**WHAT IS BEING ASKED:** If a line in the entries contains the word "SelectQuery", list it.

**Collected data:**
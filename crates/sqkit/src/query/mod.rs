//! Statement builders and their execution.
//!
//! Every builder is a plain value: combinators consume `self` and return the
//! extended builder, and a finished tree can be cloned, rendered any number of
//! times and shared between threads.
//!
//! # Usage
//!
//! ```ignore
//! use sqkit::{ExecMode, assign, delete_from, insert_into, select, update};
//!
//! let u = Users::new("u");
//!
//! // SELECT
//! let names = select([&u.user_id, &u.displayname])
//!     .from(&u)
//!     .where_([u.active.eq(true)])
//!     .order_by([u.user_id.desc()])
//!     .limit(20)
//!     .fetch_all(&db, |row| Ok((row.int64(&u.user_id)?, row.string(&u.displayname)?)))
//!     .await?;
//!
//! // INSERT
//! insert_into(&u)
//!     .valuesx(|col| {
//!         col.set_string(&u.displayname, "alice");
//!         col.set_string(&u.email, "alice@example.com");
//!     })
//!     .exec(&db, ExecMode::RowsAffected)
//!     .await?;
//!
//! // UPDATE
//! update(&u)
//!     .set([assign(&u.active, false)])
//!     .where_([u.user_id.eq(user_id)])
//!     .exec(&db, ExecMode::NoResult)
//!     .await?;
//!
//! // DELETE
//! delete_from(&u)
//!     .where_([u.user_id.eq(user_id)])
//!     .exec(&db, ExecMode::RowsAffected)
//!     .await?;
//! ```

mod delete;
mod exec;
mod insert;
mod select;
mod update;

use std::fmt;

pub use delete::DeleteQuery;
pub use exec::{ExecMode, ExecResult};
pub use insert::{InsertQuery, OnConflictBuilder};
pub use select::SelectQuery;
pub use update::UpdateQuery;

use crate::dialect::Dialect;
use crate::error::SqResult;
use crate::field::{Field, IntoField, TableInfo};
use crate::render::{BuiltQuery, Renderer};

/// Statement class.
#[derive(Debug, Clone, Copy, PartialEq, Eq, Hash)]
pub enum StatementKind {
    Select,
    Insert,
    Update,
    Delete,
}

impl fmt::Display for StatementKind {
    fn fmt(&self, f: &mut fmt::Formatter<'_>) -> fmt::Result {
        f.write_str(match self {
            StatementKind::Select => "SELECT",
            StatementKind::Insert => "INSERT",
            StatementKind::Update => "UPDATE",
            StatementKind::Delete => "DELETE",
        })
    }
}

/// Structural identity of a statement: its kind and primary table.
///
/// Used in execution errors and logs in place of the SQL text.
#[derive(Debug, Clone, PartialEq, Eq, Hash)]
pub struct StatementId {
    pub kind: StatementKind,
    pub table: Option<String>,
}

impl StatementId {
    pub fn new(kind: StatementKind, table: Option<&str>) -> Self {
        Self {
            kind,
            table: table.filter(|t| !t.is_empty()).map(str::to_string),
        }
    }
}

impl fmt::Display for StatementId {
    fn fmt(&self, f: &mut fmt::Formatter<'_>) -> fmt::Result {
        match &self.table {
            Some(table) => write!(f, "{} {}", self.kind, table),
            None => write!(f, "{}", self.kind),
        }
    }
}

/// A renderable statement.
pub trait SqlStatement {
    /// Write the statement into `r`.
    fn append_sql(&self, r: &mut Renderer) -> SqResult<()>;

    fn statement_id(&self) -> StatementId;

    /// Whether executing the statement yields rows.
    fn returns_rows(&self) -> bool;

    /// Number of output columns when statically known.
    fn projection_len(&self) -> Option<usize>;

    /// Render for `dialect` with fresh scratch state.
    fn build(&self, dialect: Dialect) -> SqResult<BuiltQuery> {
        let mut r = Renderer::new(dialect);
        self.append_sql(&mut r)?;
        Ok(r.finish())
    }

    /// Debug helper returning only the SQL text.
    fn to_sql(&self, dialect: Dialect) -> SqResult<String> {
        self.build(dialect).map(|b| b.sql)
    }
}

/// Any statement.
#[derive(Debug, Clone, PartialEq)]
pub enum Query {
    Select(SelectQuery),
    Insert(InsertQuery),
    Update(UpdateQuery),
    Delete(DeleteQuery),
}

impl SqlStatement for Query {
    fn append_sql(&self, r: &mut Renderer) -> SqResult<()> {
        match self {
            Query::Select(q) => q.append_sql(r),
            Query::Insert(q) => q.append_sql(r),
            Query::Update(q) => q.append_sql(r),
            Query::Delete(q) => q.append_sql(r),
        }
    }

    fn statement_id(&self) -> StatementId {
        match self {
            Query::Select(q) => q.statement_id(),
            Query::Insert(q) => q.statement_id(),
            Query::Update(q) => q.statement_id(),
            Query::Delete(q) => q.statement_id(),
        }
    }

    fn returns_rows(&self) -> bool {
        match self {
            Query::Select(q) => q.returns_rows(),
            Query::Insert(q) => q.returns_rows(),
            Query::Update(q) => q.returns_rows(),
            Query::Delete(q) => q.returns_rows(),
        }
    }

    fn projection_len(&self) -> Option<usize> {
        match self {
            Query::Select(q) => q.projection_len(),
            Query::Insert(q) => q.projection_len(),
            Query::Update(q) => q.projection_len(),
            Query::Delete(q) => q.projection_len(),
        }
    }
}

impl From<SelectQuery> for Query {
    fn from(q: SelectQuery) -> Self {
        Query::Select(q)
    }
}

impl From<InsertQuery> for Query {
    fn from(q: InsertQuery) -> Self {
        Query::Insert(q)
    }
}

impl From<UpdateQuery> for Query {
    fn from(q: UpdateQuery) -> Self {
        Query::Update(q)
    }
}

impl From<DeleteQuery> for Query {
    fn from(q: DeleteQuery) -> Self {
        Query::Delete(q)
    }
}

impl IntoField for SelectQuery {
    fn into_field(self) -> Field {
        Field::subquery(self)
    }
}

/// Write `fields` comma-separated, projection style.
pub(crate) fn append_fields_sql(
    fields: &[Field],
    r: &mut Renderer,
    excluded: &[&str],
) -> SqResult<()> {
    for (i, field) in fields.iter().enumerate() {
        if i > 0 {
            r.push(", ");
        }
        field.append_select_sql(r, excluded)?;
    }
    Ok(())
}

fn collect_fields<I>(fields: I) -> Vec<Field>
where
    I: IntoIterator,
    I::Item: IntoField,
{
    fields.into_iter().map(IntoField::into_field).collect()
}

/// `SELECT fields`
///
/// An empty field list is filled from the row mapper at execution time.
pub fn select<I>(fields: I) -> SelectQuery
where
    I: IntoIterator,
    I::Item: IntoField,
{
    SelectQuery::new(collect_fields(fields))
}

/// `SELECT DISTINCT fields`
pub fn select_distinct<I>(fields: I) -> SelectQuery
where
    I: IntoIterator,
    I::Item: IntoField,
{
    SelectQuery::new(collect_fields(fields)).distinct()
}

/// `INSERT INTO table`
pub fn insert_into(table: impl Into<TableInfo>) -> InsertQuery {
    InsertQuery::new(table.into())
}

/// `UPDATE table`
pub fn update(table: impl Into<TableInfo>) -> UpdateQuery {
    UpdateQuery::new(table.into())
}

/// `DELETE FROM table`
///
/// # Safety
/// A DELETE without WHERE conditions fails to render unless
/// [`DeleteQuery::allow_delete_all`] was set.
pub fn delete_from(table: impl Into<TableInfo>) -> DeleteQuery {
    DeleteQuery::new(table.into())
}
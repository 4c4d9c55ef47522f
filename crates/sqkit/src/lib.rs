//! # sqkit
//!
//! A composable SQL query tree with dialect-aware, parameterized rendering and
//! a row cursor that reads columns by field descriptor.
//!
//! ## Features
//!
//! - **Values, not strings**: fields, predicates, joins, CTEs and statements
//!   are immutable values combined by consuming builders
//! - **Per-call rendering**: argument lists and placeholder numbering live in a
//!   short-lived [`Renderer`], so one tree can be rendered from many threads
//! - **Dialects**: `?` placeholders for sqlite/mysql, `$n` for postgres, and
//!   dialect-specific upsert phrasing
//! - **Render-time validation**: malformed trees (an un-anchored recursive CTE,
//!   an empty static `IN` list, mismatched column lists) fail with an error
//!   naming the offending node
//! - **Safe defaults**: DELETE requires WHERE, UPDATE requires SET
//! - **Grouping cursor**: rebuild one-to-many results from join rows with
//!   [`Accumulator`]
//!
//! ## Quick start
//!
//! ```ignore
//! use sqkit::prelude::*;
//!
//! sqkit::table! {
//!     pub struct Users("users") {
//!         user_id: Number,
//!         displayname: String,
//!         active: Boolean,
//!     }
//! }
//!
//! let u = Users::new("u");
//! let active = select([&u.user_id, &u.displayname])
//!     .from(&u)
//!     .where_([u.active.eq(true)])
//!     .order_by([&u.user_id])
//!     .fetch_all(&client, |row| Ok((row.int64(&u.user_id)?, row.string(&u.displayname)?)))
//!     .await?;
//! ```

pub mod accumulate;
pub mod assignment;
pub mod catalog;
pub mod client;
pub mod config;
pub mod cte;
pub mod dialect;
pub mod error;
pub mod field;
pub mod ident;
pub mod instrumented;
pub mod join;
pub mod predicate;
pub mod prelude;
pub mod query;
pub mod render;
pub mod row;
pub mod table;
pub mod value;

pub use accumulate::Accumulator;
pub use assignment::{Assignment, Assignments, ColumnSetter, assign};
pub use client::Database;
pub use config::DbConfig;
pub use cte::{Cte, RecursiveCte, UnionKind};
pub use dialect::Dialect;
pub use error::{SqError, SqResult};
pub use field::{Field, FieldType, IntoField, NullsOrder, SortDir, TableInfo, count_star};
pub use instrumented::InstrumentedDb;
pub use join::{JoinTable, JoinType, custom_join, full_join, join, left_join, right_join};
pub use predicate::{
    CmpOp, InSource, LogicalOp, Predicate, VariadicPredicate, and, exists, not, not_exists, or,
};
pub use query::{
    DeleteQuery, ExecMode, ExecResult, InsertQuery, OnConflictBuilder, Query, SelectQuery,
    SqlStatement, StatementId, StatementKind, UpdateQuery, delete_from, insert_into, select,
    select_distinct, update,
};
pub use render::{BuiltQuery, Renderer};
pub use row::{FromValue, Row};
pub use table::{CteRef, Subquery, TableSource};
pub use value::{Record, Value};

**EXERCISE RESPONSE:**
pub use select::SelectQuery;
    Select(SelectQuery),
impl From<SelectQuery> for Query {
    fn from(q: SelectQuery) -> Self {
impl IntoField for SelectQuery {
pub fn select<I>(fields: I) -> SelectQuery
    SelectQuery::new(collect_fields(fields))
pub fn select_distinct<I>(fields: I) -> SelectQuery
    SelectQuery::new(collect_fields(fields)).distinct()
    DeleteQuery, ExecMode, ExecResult, InsertQuery, OnConflictBuilder, Query, SelectQuery,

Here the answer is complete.